• **Exercise**
A verbatim reproduction of the lines below, from the line containing "dark:bg-gray-700 border border-gray-300" through the line containing "pub const PAGE_CONTAINER_STYLE: &str", both ends included, is the whole required output.

• **Provided material**
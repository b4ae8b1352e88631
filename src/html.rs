//! Shared page layout, styles and formatting helpers for the maud views.

use maud::{DOCTYPE, Markup, PreEscaped, html};

use std::sync::OnceLock;

use numfmt::{Formatter, Precision};

// Button styles
pub const BUTTON_PRIMARY_STYLE: &str = "w-full px-4 py-2 bg-blue-500
    dark:bg-blue-600 disabled:bg-blue-700 hover:enabled:bg-blue-600 \
    hover:enabled:dark:bg-blue-700 text-white rounded";

pub const BUTTON_SECONDARY_STYLE: &str = "w-full py-2.5 px-5 mb-2 \
    text-sm font-medium text-gray-900 bg-white rounded border border-gray-200 \
    hover:bg-gray-100 hover:text-blue-700 focus:z-10 dark:bg-gray-800 \
    dark:text-gray-400 dark:border-gray-600 dark:hover:text-white \
    dark:hover:bg-gray-700";

// Form styles
pub const FORM_CONTAINER_STYLE: &str = "flex flex-col items-center px-6 py-8 \
    mx-auto lg:py-0 max-w-md text-gray-900 dark:text-white";
pub const FORM_LABEL_STYLE: &str = "block mb-2 text-sm font-medium text-gray-900 dark:text-white";
pub const FORM_TEXT_INPUT_STYLE: &str = "block w-full p-2.5 rounded text-sm \
    text-gray-900 dark:text-white disabled:text-gray-500 bg-gray-50 \
    dark:bg-gray-700 border border-gray-300 dark:border-gray-600 \
    dark:placeholder-gray-400 focus:ring-blue-600 focus:border-blue-600 \
    focus:dark:border-blue-500 focus:dark:ring-blue-500";

// Table styles
pub const TABLE_HEADER_STYLE: &str = "text-xs text-gray-700 uppercase \
    bg-gray-50 dark:bg-gray-700 dark:text-gray-400";

pub const TABLE_ROW_STYLE: &str = "bg-white border-b dark:bg-gray-800 dark:border-gray-700";

pub const TABLE_CELL_STYLE: &str = "px-6 py-4";

// Page container
pub const PAGE_CONTAINER_STYLE: &str =
    "flex flex-col items-center px-6 py-8 mx-auto lg:py-5 text-gray-900 dark:text-white";

const HTMX_SCRIPT_URL: &str = "https://unpkg.com/htmx.org@2.0.8/dist/htmx.min.js";
const HTMX_RESPONSE_TARGETS_URL: &str =
    "https://unpkg.com/htmx-ext-response-targets@2.0.4/dist/response-targets.js";
const TAILWIND_SCRIPT_URL: &str = "https://unpkg.com/@tailwindcss/browser@4";

/// Extra elements for a page's `<head>`.
pub enum HeadElement {
    /// The file path or URL to a JavaScript script.
    ScriptLink(String),
    /// JavaScript source code.
    ScriptSource(PreEscaped<String>),
    /// CSS source code.
    Style(PreEscaped<String>),
}

/// The page skeleton shared by every full page: scripts, styles and the
/// container that htmx swaps alerts into.
pub fn base(title: &str, head_elements: &[HeadElement], content: &Markup) -> Markup {
    html! {
        (DOCTYPE)
        html lang="en"
        {
            head
            {
                meta charset="UTF-8";
                meta name="viewport" content="width=device-width, initial-scale=1.0";
                title { (title) " - Bizledger" }

                script src=(TAILWIND_SCRIPT_URL) {}
                script src=(HTMX_SCRIPT_URL) {}
                script src=(HTMX_RESPONSE_TARGETS_URL) {}

                style
                {
                    r#"
                    #indicator.htmx-indicator {
                        display: none;
                    }

                    #indicator.htmx-request .htmx-indicator {
                        display: inline;
                    }

                    #indicator.htmx-request.htmx-indicator {
                        display: inline;
                    }
                    "#
                }

                @for element in head_elements
                {
                    @match element
                    {
                        HeadElement::ScriptSource(text) => script { (text) }
                        HeadElement::ScriptLink(path) => script src=(path) {}
                        HeadElement::Style(text) => style { (text) }
                    }
                }
            }

            body
                hx-ext="response-targets"
                class="container max-w-full min-h-screen bg-gray-50 dark:bg-gray-900"
            {
                (content)

                // Success and error alerts from htmx requests are swapped in here.
                div
                    id="alert-container"
                    class="w-full max-w-md px-4"
                    style="position: fixed; bottom: 1rem; left: 50%; transform: translateX(-50%); z-index: 9999;"
                {}
            }
        }
    }
}

pub fn error_view(title: &str, header: &str, description: &str, fix: &str) -> Markup {
    // Template adapted from https://flowbite.com/blocks/marketing/404/
    let content = html!(
        section class="bg-white dark:bg-gray-900"
        {
            div class="py-8 px-4 mx-auto max-w-screen-xl lg:py-16 lg:px-6"
            {
                div class="mx-auto max-w-screen-sm text-center"
                {
                    h1
                        class="mb-4 text-7xl tracking-tight font-extrabold
                            lg:text-9xl text-blue-600 dark:text-blue-500"
                    {
                        (header)
                    }

                    p
                        class="mb-4 text-3xl md:text-4xl tracking-tight
                            font-bold text-gray-900 dark:text-white"
                    {
                        (description)
                    }

                    p
                        class="mb-4 text-1xl md:text-2xl tracking-tight
                            text-gray-900 dark:text-white"
                    {
                        (fix)
                    }

                    a
                        href="/"
                        class="inline-flex text-white bg-blue-600
                            hover:bg-blue-800 focus:ring-4 focus:outline-hidden
                            focus:ring-blue-300 font-medium rounded text-sm px-5
                            py-2.5 text-center dark:focus:ring-blue-900 my-4"
                    {
                        "Back to Homepage"
                    }
                }
            }
        }
    );

    base(title, &[], &content)
}

pub fn loading_spinner() -> Markup {
    // Spinner SVG adapted from https://flowbite.com/docs/components/spinner/
    html! {
        svg
            aria-hidden="true"
            role="status"
            class="inline text-white w-4 h-4 me-2 mb-1 animate-spin"
            viewBox="0 0 100 101"
            fill="none"
            xmlns="http://www.w3.org/2000/svg"
        {
            path
                d="M100 50.5908C100 78.2051 77.6142 100.591 50 100.591C22.3858 100.591 0 78.2051 0 50.5908C0 22.9766 22.3858 0.59082 50 0.59082C77.6142 0.59082 100 22.9766 100 50.5908ZM9.08144 50.5908C9.08144 73.1895 27.4013 91.5094 50 91.5094C72.5987 91.5094 90.9186 73.1895 90.9186 50.5908C90.9186 27.9921 72.5987 9.67226 50 9.67226C27.4013 9.67226 9.08144 27.9921 9.08144 50.5908Z"
                fill="#E5E7EB" {}
            path
                d="M93.9676 39.0409C96.393 38.4038 97.8624 35.9116 97.0079 33.5539C95.2932 28.8227 92.871 24.3692 89.8167 20.348C85.8452 15.1192 80.8826 10.7238 75.2124 7.41289C69.5422 4.10194 63.2754 1.94025 56.7698 1.05124C51.7666 0.367541 46.6976 0.446843 41.7345 1.27873C39.2613 1.69328 37.813 4.19778 38.4501 6.62326C39.0873 9.04874 41.5694 10.4717 44.0505 10.1071C47.8511 9.54855 51.7191 9.52689 55.5402 10.0491C60.8642 10.7766 65.9928 12.5457 70.6331 15.2552C75.2735 17.9648 79.3347 21.5619 82.5849 25.841C84.9175 28.9121 86.7997 32.2913 88.1811 35.8758C89.083 38.2158 91.5421 39.6781 93.9676 39.0409Z"
                fill="currentColor" {}
        }
    }
}

/// Returns the CSS styles for adding a dollar sign prefix to number inputs.
pub fn dollar_input_styles() -> HeadElement {
    HeadElement::Style(PreEscaped(
        r#"
        .input-wrapper {
            position: relative;
            display: inline-block;
        }
        .input-wrapper input[type="number"] {
            padding-left: 1.4rem;
        }
        .input-wrapper::before {
            content: '$';
            position: absolute;
            left: 0.6rem;
            top: 50%;
            transform: translateY(-50%);
            pointer-events: none;
        }
        "#
        .to_owned(),
    ))
}

/// Format `number` as dollars with two decimal places and thousands separators,
/// e.g. `$1,234.50`.
pub fn format_currency(number: f64) -> String {
    static POSITIVE_FMT: OnceLock<Formatter> = OnceLock::new();

    let positive_fmt = POSITIVE_FMT.get_or_init(|| {
        Formatter::currency("$")
            .expect("'$' is a valid currency prefix")
            .precision(Precision::Decimals(2))
    });

    static NEGATIVE_FMT: OnceLock<Formatter> = OnceLock::new();

    let negative_fmt = NEGATIVE_FMT.get_or_init(|| {
        Formatter::currency("-$")
            .expect("'-$' is a valid currency prefix")
            .precision(Precision::Decimals(2))
    });

    let mut formatted_string = if number < 0.0 {
        negative_fmt.fmt_string(number.abs())
    } else if number > 0.0 {
        positive_fmt.fmt_string(number)
    } else {
        // Zero is hardcoded as "0", so we must specify the formatted string for zero
        "$0.00".to_owned()
    };

    // numfmt omits trailing zeros, e.g. "12.30" is rendered as "12.3" and
    // "450.00" as "450", so pad the decimals back out.
    match formatted_string.find('.') {
        None => formatted_string.push_str(".00"),
        Some(dot) if formatted_string.len() - dot == 2 => formatted_string.push('0'),
        Some(_) => {}
    }

    formatted_string
}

• **Output of the task**
    dark:bg-gray-700 border border-gray-300 dark:border-gray-600 \
    dark:placeholder-gray-400 focus:ring-blue-600 focus:border-blue-600 \
    focus:dark:border-blue-500 focus:dark:ring-blue-500";

// Table styles
pub const TABLE_HEADER_STYLE: &str = "text-xs text-gray-700 uppercase \
    bg-gray-50 dark:bg-gray-700 dark:text-gray-400";

pub const TABLE_ROW_STYLE: &str = "bg-white border-b dark:bg-gray-800 dark:border-gray-700";

pub const TABLE_CELL_STYLE: &str = "px-6 py-4";

// Page container
pub const PAGE_CONTAINER_STYLE: &str =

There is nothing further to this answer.